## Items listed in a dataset
§

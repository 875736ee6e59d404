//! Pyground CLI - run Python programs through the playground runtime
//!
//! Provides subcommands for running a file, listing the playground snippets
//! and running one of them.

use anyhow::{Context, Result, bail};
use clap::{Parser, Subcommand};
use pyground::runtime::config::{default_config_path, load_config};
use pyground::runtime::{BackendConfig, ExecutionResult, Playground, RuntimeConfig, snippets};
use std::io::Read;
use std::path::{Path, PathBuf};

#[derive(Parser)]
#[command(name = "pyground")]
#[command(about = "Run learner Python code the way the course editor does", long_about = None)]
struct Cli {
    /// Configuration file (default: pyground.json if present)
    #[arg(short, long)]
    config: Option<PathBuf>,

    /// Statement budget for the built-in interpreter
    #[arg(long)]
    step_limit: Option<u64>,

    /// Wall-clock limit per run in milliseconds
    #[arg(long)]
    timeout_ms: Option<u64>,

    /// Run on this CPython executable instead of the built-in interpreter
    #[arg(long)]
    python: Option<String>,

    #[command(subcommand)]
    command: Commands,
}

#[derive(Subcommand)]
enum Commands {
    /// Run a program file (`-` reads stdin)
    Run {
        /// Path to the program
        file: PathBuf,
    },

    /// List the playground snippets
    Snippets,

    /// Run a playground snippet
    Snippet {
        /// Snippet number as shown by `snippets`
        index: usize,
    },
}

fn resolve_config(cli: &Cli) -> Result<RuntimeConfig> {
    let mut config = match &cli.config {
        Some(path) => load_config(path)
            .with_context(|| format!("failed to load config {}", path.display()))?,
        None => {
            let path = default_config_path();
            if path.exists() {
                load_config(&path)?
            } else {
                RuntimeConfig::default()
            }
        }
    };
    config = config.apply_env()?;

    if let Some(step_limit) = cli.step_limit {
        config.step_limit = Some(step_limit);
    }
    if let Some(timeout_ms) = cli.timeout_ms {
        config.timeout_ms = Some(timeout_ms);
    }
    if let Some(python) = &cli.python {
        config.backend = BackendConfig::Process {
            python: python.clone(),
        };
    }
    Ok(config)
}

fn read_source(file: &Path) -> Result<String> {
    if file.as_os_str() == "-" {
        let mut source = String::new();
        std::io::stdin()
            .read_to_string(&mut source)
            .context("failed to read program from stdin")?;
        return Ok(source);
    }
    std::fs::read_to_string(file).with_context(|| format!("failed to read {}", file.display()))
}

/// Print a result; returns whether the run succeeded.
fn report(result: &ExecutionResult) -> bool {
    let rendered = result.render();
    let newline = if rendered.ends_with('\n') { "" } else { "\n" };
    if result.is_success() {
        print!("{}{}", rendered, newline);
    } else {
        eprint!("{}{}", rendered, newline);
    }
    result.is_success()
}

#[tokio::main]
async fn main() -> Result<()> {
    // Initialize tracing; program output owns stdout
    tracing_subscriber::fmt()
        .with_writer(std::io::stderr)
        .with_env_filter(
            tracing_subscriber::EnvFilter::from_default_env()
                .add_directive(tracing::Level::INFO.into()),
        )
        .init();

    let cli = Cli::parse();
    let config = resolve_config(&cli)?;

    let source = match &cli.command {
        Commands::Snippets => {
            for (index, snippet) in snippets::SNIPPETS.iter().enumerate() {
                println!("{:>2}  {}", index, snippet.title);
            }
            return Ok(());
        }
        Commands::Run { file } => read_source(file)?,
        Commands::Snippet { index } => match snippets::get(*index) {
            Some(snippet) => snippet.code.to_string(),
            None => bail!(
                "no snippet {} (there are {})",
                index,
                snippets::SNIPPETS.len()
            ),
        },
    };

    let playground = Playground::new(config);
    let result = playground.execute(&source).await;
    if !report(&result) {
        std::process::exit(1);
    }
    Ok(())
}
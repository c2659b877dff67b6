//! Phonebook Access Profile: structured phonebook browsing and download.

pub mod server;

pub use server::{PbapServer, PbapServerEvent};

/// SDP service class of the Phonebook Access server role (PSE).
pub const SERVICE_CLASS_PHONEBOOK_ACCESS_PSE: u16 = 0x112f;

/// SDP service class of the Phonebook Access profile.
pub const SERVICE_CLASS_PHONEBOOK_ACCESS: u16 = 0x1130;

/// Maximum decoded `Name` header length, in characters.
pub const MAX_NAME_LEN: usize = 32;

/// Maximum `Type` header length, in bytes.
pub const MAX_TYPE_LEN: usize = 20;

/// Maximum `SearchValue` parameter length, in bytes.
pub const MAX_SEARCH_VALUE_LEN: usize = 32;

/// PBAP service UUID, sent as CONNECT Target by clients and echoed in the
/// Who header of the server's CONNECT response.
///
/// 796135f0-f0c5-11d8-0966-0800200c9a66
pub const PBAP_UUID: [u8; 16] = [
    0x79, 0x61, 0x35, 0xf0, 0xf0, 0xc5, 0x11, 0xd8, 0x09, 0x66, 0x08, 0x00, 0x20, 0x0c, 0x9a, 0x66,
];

§

For this exercise, reproduce exactly each line from the one containing "pub const SERVICE_CLASS_PHONEBOOK_ACCESS_PSE: u16" through the last line of the data, and no others.

## Solution
pub const SERVICE_CLASS_PHONEBOOK_ACCESS_PSE: u16 = 0x112f;

/// SDP service class of the Phonebook Access profile.
pub const SERVICE_CLASS_PHONEBOOK_ACCESS: u16 = 0x1130;

/// Maximum decoded `Name` header length, in characters.
pub const MAX_NAME_LEN: usize = 32;

/// Maximum `Type` header length, in bytes.
pub const MAX_TYPE_LEN: usize = 20;

/// Maximum `SearchValue` parameter length, in bytes.
pub const MAX_SEARCH_VALUE_LEN: usize = 32;

/// PBAP service UUID, sent as CONNECT Target by clients and echoed in the
/// Who header of the server's CONNECT response.
///
/// 796135f0-f0c5-11d8-0966-0800200c9a66
pub const PBAP_UUID: [u8; 16] = [
    0x79, 0x61, 0x35, 0xf0, 0xf0, 0xc5, 0x11, 0xd8, 0x09, 0x66, 0x08, 0x00, 0x20, 0x0c, 0x9a, 0x66,
];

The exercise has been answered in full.